Das Problem ist, dass vieles was der Autor schildert nicht mehr so weit entfernt zu sein scheint. Sämtliche Vorteile einer transparenten Welt werden durch die Nachteile wieder wett gemacht und am Ende möchte man Mae einfach nur schnappen, schütteln und anschreien. Auf die Spitze getrieben wird die Situation dadurch, dass auch Familienmitglieder und Bekannte von Mae mit in die Fänge des Circles gezogen werden, was drastische und wie ich finde schockierende Folgen hat.

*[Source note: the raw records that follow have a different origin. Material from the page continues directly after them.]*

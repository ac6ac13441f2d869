use crate::models::donation::AmountSelector;
use crate::models::payment::{CheckoutMethod, GENERIC_PAYMENT_ERROR, PaymentArtifact, PaymentError};
use crate::services::mercado_pago::PaymentGateway;
use futures_util::future::{AbortHandle, Abortable};
use rust_decimal::Decimal;
use std::sync::Arc;
use std::time::Duration;
use tokio::sync::oneshot;
use tracing::{debug, error, info};

pub const AMOUNT_PROMPT: &str = "Por favor, escolha ou digite um valor para doar.";

#[derive(Debug, Clone, PartialEq)]
pub enum CheckoutState {
    Idle,
    Opening { amount: Decimal, method: CheckoutMethod },
    Ready { amount: Decimal, artifact: PaymentArtifact },
    Failed { amount: Decimal, message: String },
}

impl CheckoutState {
    pub fn is_loading(&self) -> bool {
        matches!(self, CheckoutState::Opening { .. })
    }

    pub fn artifact(&self) -> Option<&PaymentArtifact> {
        match self {
            CheckoutState::Ready { artifact, .. } => Some(artifact),
            _ => None,
        }
    }

    pub fn error(&self) -> Option<&str> {
        match self {
            CheckoutState::Failed { message, .. } => Some(message),
            _ => None,
        }
    }

    pub fn amount(&self) -> Option<Decimal> {
        match self {
            CheckoutState::Idle => None,
            CheckoutState::Opening { amount, .. }
            | CheckoutState::Ready { amount, .. }
            | CheckoutState::Failed { amount, .. } => Some(*amount),
        }
    }
}

/// Result of one provider request, tagged with the session it belongs to.
#[derive(Debug)]
pub struct CheckoutOutcome {
    pub generation: u64,
    pub amount: Decimal,
    pub result: Result<PaymentArtifact, PaymentError>,
}

/// Drives a single checkout session against the payment gateway.
///
/// Every `open` starts a new generation. Results are only applied when they
/// carry the current generation and the amount the session was opened for,
/// so closing or re-opening makes any earlier request irrelevant even if it
/// already finished. Each request reports over its own oneshot channel; when
/// the task ends without reporting, the session fails instead of waiting.
pub struct CheckoutInitiator {
    gateway: Arc<dyn PaymentGateway>,
    description: String,
    timeout: Duration,
    state: CheckoutState,
    generation: u64,
    in_flight: Option<AbortHandle>,
    pending: Option<oneshot::Receiver<CheckoutOutcome>>,
}

impl CheckoutInitiator {
    pub fn new(
        gateway: Arc<dyn PaymentGateway>,
        description: impl Into<String>,
        timeout: Duration,
    ) -> Self {
        Self {
            gateway,
            description: description.into(),
            timeout,
            state: CheckoutState::Idle,
            generation: 0,
            in_flight: None,
            pending: None,
        }
    }

    pub fn state(&self) -> &CheckoutState {
        &self.state
    }

    pub fn generation(&self) -> u64 {
        self.generation
    }

    /// Starts a provider request for the selector's current amount.
    ///
    /// Returns the new generation, or a validation error holding the prompt
    /// to show the donor when there is nothing to donate. In that case the
    /// session is left untouched.
    pub fn open(
        &mut self,
        selector: &AmountSelector,
        method: CheckoutMethod,
    ) -> Result<u64, PaymentError> {
        if !selector.can_checkout() {
            return Err(PaymentError::Validation(AMOUNT_PROMPT.to_string()));
        }

        let amount = selector.amount();
        self.cancel_in_flight();
        self.generation += 1;
        self.state = CheckoutState::Opening { amount, method };

        let generation = self.generation;
        let gateway = Arc::clone(&self.gateway);
        let description = self.description.clone();
        let timeout = self.timeout;
        let (outcome_tx, outcome_rx) = oneshot::channel();

        let request = async move {
            let result =
                match tokio::time::timeout(timeout, gateway.create(method, amount, &description))
                    .await
                {
                    Ok(result) => result,
                    Err(_) => Err(PaymentError::Network(format!(
                        "payment provider did not answer within {:?}",
                        timeout
                    ))),
                };

            // Receiver is gone once the session is closed or replaced.
            let _ = outcome_tx.send(CheckoutOutcome {
                generation,
                amount,
                result,
            });
        };

        let (handle, registration) = AbortHandle::new_pair();
        tokio::spawn(Abortable::new(request, registration));
        self.in_flight = Some(handle);
        self.pending = Some(outcome_rx);

        info!(
            "Opening {} checkout #{} for amount {}",
            method, generation, amount
        );
        Ok(generation)
    }

    pub fn close(&mut self) {
        self.cancel_in_flight();
        self.generation += 1;
        self.state = CheckoutState::Idle;
    }

    /// Applies a finished request. Returns `false` when the outcome belongs
    /// to a session that was closed or replaced.
    pub fn apply(&mut self, outcome: CheckoutOutcome) -> bool {
        let expected_amount = match &self.state {
            CheckoutState::Opening { amount, .. } => *amount,
            _ => {
                debug!("Dropping checkout #{}: session not opening", outcome.generation);
                return false;
            }
        };

        if outcome.generation != self.generation || outcome.amount != expected_amount {
            debug!(
                "Dropping stale checkout #{} (current #{})",
                outcome.generation, self.generation
            );
            return false;
        }

        self.in_flight = None;
        self.pending = None;
        self.state = match outcome.result {
            Ok(artifact) => CheckoutState::Ready {
                amount: expected_amount,
                artifact,
            },
            Err(e) => {
                error!(
                    "Checkout #{} for amount {} failed: {}",
                    outcome.generation, expected_amount, e
                );
                CheckoutState::Failed {
                    amount: expected_amount,
                    message: GENERIC_PAYMENT_ERROR.to_string(),
                }
            }
        };
        true
    }

    /// Waits until the current session leaves `Opening`.
    ///
    /// A request task that is aborted or panics drops its sender; the
    /// session then fails with the generic message.
    pub async fn settle(&mut self) -> &CheckoutState {
        if !self.state.is_loading() {
            return &self.state;
        }
        let (Some(receiver), Some(amount)) = (self.pending.take(), self.state.amount()) else {
            return &self.state;
        };

        let outcome = receiver.await.unwrap_or_else(|_| CheckoutOutcome {
            generation: self.generation,
            amount,
            result: Err(PaymentError::Network(
                "checkout request ended without an answer".to_string(),
            )),
        });
        self.apply(outcome);

        &self.state
    }

    fn cancel_in_flight(&mut self) {
        self.pending = None;
        if let Some(handle) = self.in_flight.take() {
            handle.abort();
        }
    }
}

impl Drop for CheckoutInitiator {
    fn drop(&mut self) {
        self.cancel_in_flight();
    }
}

Auch wenn der Schreibstil oder vielleicht auch eher der Inhalt anspruchvoll ist, lässt sich das Buch sehr gut und flüssig lesen. Für mich war es beinahe eine Sucht… ich konnte kaum glauben was geschieht und musste einfach immer weiter lesen.
Vernetzung und Transparenz sind Themen, die in Zukunft eine immer größere Rolle spielen und etwas Angst machen können, wenn man an den O-Ton dieses Buches denkt. Auf jeden Fall ein Thema, welches beachtet werden sollte!